Sono sempre di più gli italiani che ‘lavorano per i cinesi’, cioè che sono impiegati nelle aziende e multinazionali di proprietà cinese sbarcate nel nostro Paese. A fornire le cifre a Labitalia è Marco Mutinelli, ordinario di Gestione aziendale dell’università di Brescia e responsabile della banca dati sull’internazionalizzazione Reprint Ice-R&P-Politecnico di Milano. “Oggi stimiamo – spiega Mutinelli – che operino in Italia 327 multinazionali cinesi e di Hong Kong che impiegano 18.300 dipendenti italiani. Tra queste multinazionali ci sono quelle che operano indirettamente in Italia, perché hanno acquisito aziende di altri Paesi che hanno uno stabilimento sul nostro territorio”.

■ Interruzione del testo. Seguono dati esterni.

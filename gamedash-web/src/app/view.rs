use yew::prelude::*;

use crate::app::state::AppState;
use crate::pages::dashboard::DashboardPage;

/// Compose the full app shell around the dashboard.
pub fn render_app(state: &AppState) -> Html {
    html! {
        <>
            <crate::components::header::Header />
            <main id="main" role="main">
                { render_dashboard(state) }
            </main>
            <crate::components::footer::Footer />
        </>
    }
}

fn render_dashboard(state: &AppState) -> Html {
    if let Some(message) = state.load_error.as_ref() {
        return html! {
            <div class="load-error" role="alert">
                <h2>{ "The dashboard could not start" }</h2>
                <p>{ message.clone() }</p>
            </div>
        };
    }
    let (Some(dataset), Some(years)) = (state.dataset.as_ref(), *state.years) else {
        return html! { <p class="loading">{ "Loading the games dataset..." }</p> };
    };

    let on_genre_toggle = {
        let genres = state.genres.clone();
        Callback::from(move |value: String| {
            let mut next = (*genres).clone();
            if !next.remove(&value) {
                next.insert(value);
            }
            genres.set(next);
        })
    };
    let on_rating_toggle = {
        let ratings = state.ratings.clone();
        Callback::from(move |value: String| {
            let mut next = (*ratings).clone();
            if !next.remove(&value) {
                next.insert(value);
            }
            ratings.set(next);
        })
    };
    let on_years_change = {
        let years = state.years.clone();
        Callback::from(move |range| years.set(Some(range)))
    };

    html! {
        <DashboardPage
            dataset={dataset.clone()}
            genres={(*state.genres).clone()}
            ratings={(*state.ratings).clone()}
            {years}
            {on_genre_toggle}
            {on_rating_toggle}
            {on_years_change}
        />
    }
}
use std::time::Instant;

use actix_multipart::Multipart;
use actix_web::body::MessageBody;
use actix_web::dev::{Service, ServiceFactory, ServiceRequest, ServiceResponse};
use actix_web::middleware::{DefaultHeaders, Logger};
use actix_web::{web, App, HttpResponse, Responder};
use inferences::classify_image;
use log::{error, info, warn};

use crate::models::{ErrorDetail, HealthResponse, PredictResponse};
use crate::state::AppState;
use crate::upload::{read_upload, UploadError};

async fn health(state: web::Data<AppState>) -> impl Responder {
    if state.model_ready() {
        HttpResponse::Ok().json(HealthResponse::healthy())
    } else {
        HttpResponse::ServiceUnavailable()
            .json(HealthResponse::unavailable(state.load_error.as_deref()))
    }
}

async fn metrics(state: web::Data<AppState>) -> impl Responder {
    HttpResponse::Ok()
        .content_type("text/plain; charset=utf-8")
        .body(state.metrics.render())
}

async fn predict(state: web::Data<AppState>, payload: Multipart) -> impl Responder {
    state.metrics.record_predict();

    let upload = match read_upload(payload, state.max_upload_bytes).await {
        Ok(Some(upload)) => upload,
        Ok(None) => {
            return HttpResponse::UnprocessableEntity().json(ErrorDetail::new("No file uploaded"))
        }
        Err(e @ UploadError::TooLarge(_)) => {
            warn!("Rejected upload: {}", e);
            return HttpResponse::PayloadTooLarge().json(ErrorDetail::new(e.to_string()));
        }
        Err(e) => {
            warn!("Rejected upload: {}", e);
            return HttpResponse::BadRequest().json(ErrorDetail::new(e.to_string()));
        }
    };

    if !upload.has_allowed_type() {
        warn!(
            "Rejected {} with content type {:?}",
            upload.filename, upload.content_type
        );
        return HttpResponse::BadRequest().json(ErrorDetail::new(
            "Invalid file type. Please upload a JPEG or PNG.",
        ));
    }

    let filename = upload.filename;
    let bytes = upload.bytes;
    let classifier = state.classifier.clone();

    let started = Instant::now();
    let outcome = web::block(move || classify_image(classifier.as_deref(), &bytes)).await;
    let latency_ms = started.elapsed().as_secs_f64() * 1000.0;
    state.metrics.record_latency(latency_ms);

    let message = match outcome {
        Ok(Ok(result)) => {
            info!(
                "prediction filename={} label={} confidence={:.4} latency_ms={:.2}",
                filename, result.label, result.confidence, latency_ms
            );
            return HttpResponse::Ok().json(PredictResponse::new(filename, result));
        }
        Ok(Err(e)) => e.to_string(),
        Err(e) => e.to_string(),
    };

    state.metrics.record_failure();
    error!(
        "prediction failed filename={} error={} latency_ms={:.2}",
        filename, message, latency_ms
    );
    HttpResponse::InternalServerError().json(ErrorDetail::processing(&message))
}

async fn not_found() -> impl Responder {
    HttpResponse::NotFound().json(ErrorDetail::new("Not Found"))
}

pub fn configure(cfg: &mut web::ServiceConfig) {
    cfg.route("/health", web::get().to(health))
        .route("/metrics", web::get().to(metrics))
        .route("/predict", web::post().to(predict));
}

/// The full application: routes, access log, and the request counter.
pub fn build_app(
    state: web::Data<AppState>,
) -> App<
    impl ServiceFactory<
        ServiceRequest,
        Config = (),
        Response = ServiceResponse<impl MessageBody>,
        Error = actix_web::Error,
        InitError = (),
    >,
> {
    let counter = state.clone();

    App::new()
        .app_data(state)
        .wrap(Logger::default())
        .wrap(DefaultHeaders::new().add(("X-Content-Type-Options", "nosniff")))
        .wrap_fn(move |req, srv| {
            counter.metrics.record_request();
            srv.call(req)
        })
        .configure(configure)
        .default_service(web::route().to(not_found))
}
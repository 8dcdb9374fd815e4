use crate::decode::decode_image;
use crate::error::PipelineError;
use crate::inference::{infer, Classifier};
use crate::mapper::map_probability;
use crate::preprocess::to_input_tensor;
use crate::types::PredictionResult;

/// Decode, resize, infer, and threshold one uploaded image.
pub fn classify_image(
    classifier: Option<&dyn Classifier>,
    bytes: &[u8],
) -> Result<PredictionResult, PipelineError> {
    let image = decode_image(bytes)?;
    let tensor = to_input_tensor(&image)?;
    let probability = infer(classifier, &tensor)?;
    Ok(map_probability(probability))
}

#[cfg(test)]
mod tests {
    use super::*;
    use crate::error::InferenceError;
    use crate::types::{InputTensor, Label};
    use image::{DynamicImage, ImageOutputFormat, Rgb, RgbImage};
    use ndarray::Array2;
    use std::io::Cursor;

    /// Scores by mean red intensity, so different images get different answers.
    struct Redness;

    impl Classifier for Redness {
        fn predict_batch(&self, input: &InputTensor) -> Result<Array2<f32>, InferenceError> {
            let view = input.view();
            let reds: Vec<f32> = view.iter().step_by(3).copied().collect();
            let mean = reds.iter().sum::<f32>() / reds.len() as f32;
            Ok(Array2::from_elem((1, 1), mean / 255.0))
        }
    }

    fn jpeg(color: [u8; 3]) -> Vec<u8> {
        let img = RgbImage::from_pixel(500, 500, Rgb(color));
        let mut buf = Vec::new();
        DynamicImage::ImageRgb8(img)
            .write_to(&mut Cursor::new(&mut buf), ImageOutputFormat::Jpeg(95))
            .unwrap();
        buf
    }

    #[test]
    fn red_image_end_to_end() {
        let result = classify_image(Some(&Redness), &jpeg([255, 0, 0])).unwrap();
        assert_eq!(result.label, Label::Dog);
        assert!(result.confidence > 0.9);
    }

    #[test]
    fn dark_image_is_cat() {
        let result = classify_image(Some(&Redness), &jpeg([0, 0, 0])).unwrap();
        assert_eq!(result.label, Label::Cat);
        assert!(result.confidence > 0.9);
    }

    #[test]
    fn repeated_calls_agree() {
        let bytes = jpeg([200, 30, 90]);
        let first = classify_image(Some(&Redness), &bytes).unwrap();
        let second = classify_image(Some(&Redness), &bytes).unwrap();
        assert_eq!(first, second);
    }

    #[test]
    fn stage_errors_propagate() {
        let err = classify_image(Some(&Redness), b"GIF89a nope").unwrap_err();
        assert!(matches!(err, PipelineError::Decode(_)));

        let err = classify_image(None, &jpeg([1, 2, 3])).unwrap_err();
        assert!(matches!(err, PipelineError::Inference(InferenceError::NotLoaded)));
    }
}
use image::imageops::{self, FilterType};
use ndarray::Array4;

use crate::error::PipelineError;
use crate::types::{CanonicalImage, InputTensor, CHANNELS, IMG_HEIGHT, IMG_WIDTH};

/// Bicubic, the resampling the training images went through.
pub const RESIZE_FILTER: FilterType = FilterType::CatmullRom;

/// Resizes to 224x224 and packs into `(1, H, W, C)`.
///
/// Values stay in 0-255: the classifier rescales in its first layer.
pub fn to_input_tensor(img: &CanonicalImage) -> Result<InputTensor, PipelineError> {
    to_input_tensor_sized(img, IMG_HEIGHT, IMG_WIDTH)
}

pub fn to_input_tensor_sized(
    img: &CanonicalImage,
    height: usize,
    width: usize,
) -> Result<InputTensor, PipelineError> {
    let resized = if img.dimensions() == (width as u32, height as u32) {
        img.clone()
    } else {
        imageops::resize(img, width as u32, height as u32, RESIZE_FILTER)
    };

    let data: Vec<f32> = resized.into_raw().into_iter().map(f32::from).collect();
    let array = Array4::from_shape_vec((1, height, width, CHANNELS), data)
        .map_err(|e| PipelineError::Preprocess(e.to_string()))?;

    Ok(InputTensor::new(array))
}
pub mod config;
pub mod evaluation;
pub mod metrics;
pub mod models;
pub mod routes;
pub mod state;
pub mod upload;

pub use config::Config;
pub use routes::build_app;
pub use state::AppState;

Gli investimenti, e i posti di lavoro creati, spaziano dall’informatica alla cantieristica. “Per esempio c’è Huawei, azienda che produce smartphone altro materiale elettronico – spiega Mutinelli – che sta investendo tanto nell’area tra Milano e Torino assumendo personale per lo sviluppo del software e dell’attività commerciale, mentre l’attività produttiva resta naturalmente in Cina. La maggior parte degli investimenti delle aziende si concentra nello sviluppo ingegneristico e nel design”.

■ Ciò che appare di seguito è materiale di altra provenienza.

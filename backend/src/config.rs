use std::path::PathBuf;

use log::warn;

pub const DEFAULT_MODEL_PATH: &str = "models/baseline_cnn.onnx";
pub const DEFAULT_HOST: &str = "0.0.0.0";
pub const DEFAULT_PORT: u16 = 8000;
pub const DEFAULT_MAX_UPLOAD_BYTES: usize = 10 * 1024 * 1024;

#[derive(Debug, Clone, PartialEq)]
pub struct Config {
    pub model_path: PathBuf,
    pub host: String,
    pub port: u16,
    pub workers: usize,
    pub max_upload_bytes: usize,
}

impl Config {
    pub fn from_env() -> Self {
        Self::from_lookup(|key| std::env::var(key).ok())
    }

    pub fn from_lookup<F>(lookup: F) -> Self
    where
        F: Fn(&str) -> Option<String>,
    {
        Config {
            model_path: lookup("MODEL_PATH")
                .filter(|p| !p.trim().is_empty())
                .map(PathBuf::from)
                .unwrap_or_else(|| PathBuf::from(DEFAULT_MODEL_PATH)),
            host: lookup("HOST").unwrap_or_else(|| DEFAULT_HOST.to_string()),
            port: parse_or("PORT", lookup("PORT"), DEFAULT_PORT),
            workers: parse_or("WORKERS", lookup("WORKERS"), num_cpus::get()).max(1),
            max_upload_bytes: parse_or(
                "MAX_UPLOAD_BYTES",
                lookup("MAX_UPLOAD_BYTES"),
                DEFAULT_MAX_UPLOAD_BYTES,
            ),
        }
    }

    pub fn bind_address(&self) -> String {
        format!("{}:{}", self.host, self.port)
    }
}

fn parse_or<T>(key: &str, value: Option<String>, default: T) -> T
where
    T: std::str::FromStr + Copy,
{
    match value {
        None => default,
        Some(raw) => raw.trim().parse().unwrap_or_else(|_| {
            warn!("Ignoring invalid {}={:?}", key, raw);
            default
        }),
    }
}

Per gli investitori cinesi il nostro Paese rappresenta una porta d’ingresso nel ‘top’ di alcuni settori del made in Italy. “Ad esempio, l’azienda cinese che ha acquisito la Ferretti – spiega Mutinelli – è entrata dalla ‘porta principale’ nel settore della produzione di yacht di lusso, in cui l’Italia è leader”.
Secondo Mutinelli, “quello delle aziende cinesi che investono e assumono in Italia è un fenomeno nuovo che sta muovendo i primi passi e che può solo crescere”. “A dare la spinta giusta – dice – può essere anche il programma ‘Global’ del governo cinese che spinge a crescere oltre confine. E anche l’acquisizione da parte della Banca centrale cinese di azioni delle grandi aziende italiane è una testimonianza dell’attenzione verso il nostro Paese e la nostra economia”.

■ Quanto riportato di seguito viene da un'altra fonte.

//! The three reservation operations, as command-style values.
//!
//! Each operation is a plain serializable struct carrying its
//! parameters. Construct one and `apply` it against a registry
//! reference. Operations read and write nothing they were not handed
//! explicitly, so the same command value can be replayed against
//! different registries (or logged, or shipped across a channel) without
//! surprises.

use std::time::Duration;

use atria_types::{BookingWindow, RoomId, Timestamp};
use serde::{Deserialize, Serialize};
use tracing::{debug, info};

use crate::{ConflictReason, RegistryError, RoomRegistry};

// ---------------------------------------------------------------------------
// Book
// ---------------------------------------------------------------------------

/// Reserve a room for the window `[start, start + duration)`.
#[derive(Debug, Clone, Serialize, Deserialize)]
pub struct Book {
    /// The room to reserve.
    pub room: RoomId,
    /// When the reservation begins.
    pub start: Timestamp,
    /// How long it lasts. Must be positive.
    pub duration: Duration,
}

impl Book {
    /// Booking request for `room` starting at `start`.
    pub fn new(room: RoomId, start: Timestamp, duration: Duration) -> Self {
        Self {
            room,
            start,
            duration,
        }
    }

    /// Validate and apply this booking against `registry`.
    ///
    /// Checks run in a fixed order, each failing the whole operation:
    ///
    /// 1. unknown room id → `NotFound`;
    /// 2. zero `duration` → `InvalidArgument`;
    /// 3. room currently occupied → `Conflict` (occupancy blocks booking
    ///    even when no reservation is in place);
    /// 4. a reservation whose end lies after the current time →
    ///    `Conflict` carrying that end time.
    ///
    /// An expired window does not block: it is overwritten without an
    /// explicit cancel. On success the stored window comes back; its
    /// `end` is the computed end time. The whole check-and-set is atomic
    /// with respect to other operations on the same room.
    pub fn apply(&self, registry: &RoomRegistry) -> Result<BookingWindow, RegistryError> {
        let now = Timestamp::now();
        let booked = registry.with_room(self.room, |room| {
            if self.duration.is_zero() {
                return Err(RegistryError::InvalidArgument(
                    "duration must be positive".to_string(),
                ));
            }
            if room.occupied {
                return Err(RegistryError::Conflict {
                    room: room.id,
                    reason: ConflictReason::Occupied,
                });
            }
            if let Some(window) = room.booking.filter(|w| w.is_active(now)) {
                return Err(RegistryError::Conflict {
                    room: room.id,
                    reason: ConflictReason::AlreadyBooked { until: window.end },
                });
            }
            let window = BookingWindow::starting_at(self.start, self.duration);
            room.booking = Some(window);
            Ok(window)
        })?;

        match &booked {
            Ok(window) => info!(room = %self.room, window = %window, "room booked"),
            Err(error) => debug!(room = %self.room, error = %error, "booking refused"),
        }
        booked
    }
}

// ---------------------------------------------------------------------------
// Cancel
// ---------------------------------------------------------------------------

/// Release a room's reservation.
#[derive(Debug, Clone, Serialize, Deserialize)]
pub struct Cancel {
    /// The room whose reservation to clear.
    pub room: RoomId,
}

impl Cancel {
    /// Cancellation request for `room`.
    pub fn new(room: RoomId) -> Self {
        Self { room }
    }

    /// Apply this cancellation against `registry`.
    ///
    /// Clears the window whether it is still active or already lapsed,
    /// returning what was cleared. `NotBooked` means there was nothing
    /// to clear — a benign, idempotent outcome that mutates no state and
    /// is safe for callers to ignore. An unknown id still fails with
    /// `NotFound`.
    pub fn apply(&self, registry: &RoomRegistry) -> Result<BookingWindow, RegistryError> {
        let cancelled = registry.with_room(self.room, |room| {
            room.clear_booking().ok_or(RegistryError::NotBooked(room.id))
        })?;

        match &cancelled {
            Ok(window) => info!(room = %self.room, window = %window, "booking cancelled"),
            Err(_) => debug!(room = %self.room, "cancel on unbooked room"),
        }
        cancelled
    }
}

// ---------------------------------------------------------------------------
// ReportOccupancy
// ---------------------------------------------------------------------------

/// Outcome of an accepted occupancy report.
#[derive(Debug, Clone, Copy, PartialEq, Eq, Serialize, Deserialize)]
pub struct OccupancyOutcome {
    /// The newly derived occupied flag.
    pub occupied: bool,
    /// Whether the flag differs from its previous value.
    pub changed: bool,
    /// How many subscribers were notified.
    pub notified: usize,
}

/// Record a fresh headcount for a room and broadcast the derived state.
#[derive(Debug, Clone, Serialize, Deserialize)]
pub struct ReportOccupancy {
    /// The room the headcount belongs to.
    pub room: RoomId,
    /// Latest sensor reading. Replaces the previous count outright.
    pub occupant_count: u32,
}

impl ReportOccupancy {
    /// Occupancy report of `occupant_count` people in `room`.
    pub fn new(room: RoomId, occupant_count: u32) -> Self {
        Self {
            room,
            occupant_count,
        }
    }

    /// Apply this report against `registry`.
    ///
    /// Stores the count, derives `occupied` from the occupancy
    /// threshold, then notifies every subscriber for the room — on every
    /// report, changed or not, so subscribers must be idempotent (see
    /// [`OccupancyObserver`](crate::OccupancyObserver)). The broadcast
    /// runs after the room lock is released.
    ///
    /// `NotFound` is the only failure. A count above `max_capacity` is
    /// stored as reported: capacity is a planning ceiling, not a sensor
    /// validation bound.
    pub fn apply(&self, registry: &RoomRegistry) -> Result<OccupancyOutcome, RegistryError> {
        let (occupied, changed) = registry.with_room(self.room, |room| {
            let changed = room.record_occupancy(self.occupant_count);
            (room.occupied, changed)
        })?;

        let notified = registry.notify(self.room, occupied);

        if changed {
            info!(
                room = %self.room,
                count = self.occupant_count,
                occupied,
                notified,
                "occupancy changed"
            );
        } else {
            debug!(
                room = %self.room,
                count = self.occupant_count,
                occupied,
                notified,
                "occupancy reported"
            );
        }

        Ok(OccupancyOutcome {
            occupied,
            changed,
            notified,
        })
    }
}

// =========================================================================
// Tests
// =========================================================================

Per l’Italia si tratta di un ‘treno’ importante, da non perdere. “E’ importante attrarre i primi investimenti delle aziende cinesi in Europa -spiega – in modo da poter fare da ‘ponte’ alle successive attività nel Vecchio Continente. Ne trarrebbe grande beneficio l’economia e non si farebbe lo stesso errore fatto negli anni ’70-80 con gli investitori giapponesi, che ci facemmo sfuggire”.